JOHANNESBURG (Reuters) -The South African rand recovered slightly against the dollar on Tuesday as local traders fixed their eyes on inflation at home after softer U.S. consumer inflation data.
At 1455 GMT, the rand traded at 19.0075 against the dollar, about 0.4% stronger than its previous close.
The dollar last traded around 0.06% weaker against a basket of global currencies.
The risk-sensitive rand has made a slight recovery after being on the back foot against the dollar on Monday on expectations the U.S. Federal Reserve might not cut interest rates early next year.
Local markets on Wednesday will turn their attention to November inflation figures that could hint at the health of the South African economy, riddled with crumbling rail and port infrastructure and rolling blackouts.
Analysts polled by Reuters predict a drop in year-on-year headline inflation to 5.6%, within the South African Reserve Bank’s preferred target range of 3% to 6%.
“While no one has a crystal ball, the rand stands to benefit from the anticipated rate-cutting cycle that is due to come into play towards the second and third quarters of 2024,” said Bianca Botes, director and treasury partner at Citadel Global.

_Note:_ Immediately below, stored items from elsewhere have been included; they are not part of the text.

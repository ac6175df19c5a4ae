//! Generic ISO-9660 images.
//!
//! Anything with a primary volume descriptor that no console-specific
//! parser claimed. The volume may be stored as cooked 2048-byte sectors,
//! raw 2352-byte sectors or, with the `compression` feature, as ZISO.

use super::{RomData, RomDataCore};
use crate::detect::{DetectInfo, SectorLayout, find_iso_pvd, is_pvd};
use crate::disc::{Cdrom2352Reader, DiscReader};
use crate::fields::RomFields;
use crate::metadata::{MetaData, Property};
use crate::partition::{IsoPartition, Pvd};
use crate::source::SourceRef;
use crate::{Error, Result};

#[cfg(feature = "compression")]
use crate::disc::{ZisoReader, ziso};

const COOKED_PVD_ADDR: u64 = 0x8000;
const RAW_MODE1_PVD_ADDR: u64 = 0x9310;
const RAW_MODE2_PVD_ADDR: u64 = 0x9318;

/// How the volume is stored.
#[derive(Debug, Clone, Copy, PartialEq, Eq)]
pub enum IsoContainer {
    Cooked2048,
    Raw2352,
    #[cfg(feature = "compression")]
    Ziso,
}

impl IsoContainer {
    pub fn name(self) -> &'static str {
        match self {
            IsoContainer::Cooked2048 => "ISO (2048-byte sectors)",
            IsoContainer::Raw2352 => "BIN (2352-byte sectors)",
            #[cfg(feature = "compression")]
            IsoContainer::Ziso => "ZISO",
        }
    }
}

/// Matches a version-1 PVD at one of the expected addresses.
pub fn detect(info: &DetectInfo<'_>) -> Option<SectorLayout> {
    let layout = match info.header.addr {
        COOKED_PVD_ADDR => SectorLayout::Cooked2048,
        RAW_MODE1_PVD_ADDR | RAW_MODE2_PVD_ADDR => SectorLayout::Raw2352,
        _ => return None,
    };
    is_pvd(info.header.data).then_some(layout)
}

/// An ISO-9660 volume.
pub struct Iso {
    core: RomDataCore,
    container: Option<IsoContainer>,
    partition: Option<IsoPartition>,
}

impl Iso {
    pub fn new(file: SourceRef) -> Self {
        let mut iso = Self {
            core: RomDataCore::new(file),
            container: None,
            partition: None,
        };
        if let Err(e) = iso.init() {
            log::debug!("not an ISO-9660 image: {e}");
            iso.core.invalidate();
        }
        iso
    }

    fn init(&mut self) -> Result<()> {
        let file = self.core.file().ok_or(Error::BadDescriptor)?.clone();
        let (container, disc) = Self::open_disc(file)?;

        let part = IsoPartition::new(disc.clone(), 0, Some(0));
        if !part.is_valid() {
            return Err(part.last_error().map_or(Error::InvalidFormat, Error::duplicate));
        }

        self.container = Some(container);
        self.partition = Some(part);
        self.core.set_disc(disc);
        self.core.set_valid();
        Ok(())
    }

    fn open_disc(file: SourceRef) -> Result<(IsoContainer, SourceRef)> {
        #[cfg(feature = "compression")]
        {
            let mut magic = [0u8; 4];
            if file.read_exact_at(0, &mut magic).is_ok() && ziso::is_ziso(&magic) {
                let reader = ZisoReader::new(file);
                if !reader.is_open() {
                    return Err(reader.last_error().map_or(Error::BadDescriptor, Error::duplicate));
                }
                return Ok((IsoContainer::Ziso, SourceRef::new(reader)));
            }
        }

        let size = file.size();
        let probe = find_iso_pvd(&file).ok_or(Error::InvalidFormat)?;
        match detect(&probe.info(None, size)).ok_or(Error::InvalidFormat)? {
            SectorLayout::Cooked2048 => Ok((
                IsoContainer::Cooked2048,
                SourceRef::new(DiscReader::new(file)),
            )),
            SectorLayout::Raw2352 => {
                let reader = Cdrom2352Reader::new(file);
                if !reader.is_open() {
                    return Err(reader.last_error().map_or(Error::BadDescriptor, Error::duplicate));
                }
                Ok((IsoContainer::Raw2352, SourceRef::new(reader)))
            }
        }
    }

    pub fn container(&self) -> Option<IsoContainer> {
        self.container
    }

    pub fn pvd(&self) -> Option<&Pvd> {
        self.partition.as_ref().and_then(IsoPartition::pvd)
    }

    /// The volume, for root-directory lookups.
    pub fn partition_mut(&mut self) -> Option<&mut IsoPartition> {
        self.partition.as_mut()
    }
}

impl RomData for Iso {
    fn core(&self) -> &RomDataCore {
        &self.core
    }

    fn core_mut(&mut self) -> &mut RomDataCore {
        &mut self.core
    }

    fn system_name(&self) -> &'static str {
        "ISO-9660"
    }

    fn build_fields(&mut self, fields: &mut RomFields) -> Result<()> {
        let container = self.container.ok_or(Error::InvalidFormat)?;
        let part = self.partition.as_mut().ok_or(Error::InvalidFormat)?;
        let rows: Vec<Vec<String>> = match part.load_root_directory() {
            Ok(entries) => entries
                .iter()
                .map(|e| {
                    let size = if e.is_dir() {
                        "<DIR>".to_owned()
                    } else {
                        e.size.to_string()
                    };
                    vec![e.name.clone(), size]
                })
                .collect(),
            Err(e) => {
                log::warn!("ISO root directory unreadable: {e}");
                Vec::new()
            }
        };
        let pvd = part.pvd().ok_or(Error::InvalidFormat)?;

        fields.set_tab_name("ISO-9660");
        fields.add_string("Container", container.name());
        fields.add_string("System ID", pvd.system_id.as_str());
        fields.add_string("Volume ID", pvd.volume_id.as_str());
        fields.add_string("Volume Set ID", pvd.volume_set_id.as_str());
        fields.add_string("Publisher", pvd.publisher.as_str());
        fields.add_string("Data Preparer", pvd.data_preparer.as_str());
        fields.add_string("Application", pvd.application.as_str());
        fields.add_string("Copyright File", pvd.copyright_file.as_str());
        fields.add_string("Abstract File", pvd.abstract_file.as_str());
        fields.add_string("Bibliographic File", pvd.bibliographic_file.as_str());
        fields.add_dec(
            "Volume Size",
            pvd.volume_space_size as u64 * pvd.block_size as u64,
        );
        fields.add_datetime("Creation Date", pvd.btime);
        fields.add_datetime("Modification Date", pvd.mtime);
        fields.add_datetime("Expiration Date", pvd.exptime);
        fields.add_datetime("Effective Date", pvd.efftime);
        if !rows.is_empty() {
            fields.add_list("Files", &["Name", "Size"], rows);
        }
        Ok(())
    }

    fn build_metadata(&mut self, meta: &mut MetaData) -> Result<()> {
        let pvd = self.pvd().ok_or(Error::InvalidFormat)?;
        meta.add_string(Property::Title, pvd.volume_id.as_str());
        meta.add_string(Property::Publisher, pvd.publisher.as_str());
        meta.add_timestamp(Property::CreationDate, pvd.btime);
        Ok(())
    }

    fn close(&mut self) {
        self.partition = None;
        self.core.close();
    }
}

Supply-side inflation out of the U.S. softened to 3.1% year-on-year in November, down from 3.2% in October, and in line with expectations. Traders on Wednesday will focus on Fed Chair Jerome Powell’s speech following an interest rate decision.
On the Johannesburg Stock Exchange, the blue-chip Top-40 was down about 1.7%. South Africa’s benchmark 2030 government bond was stronger, with the yield down 3.5 basis points at 10.100%.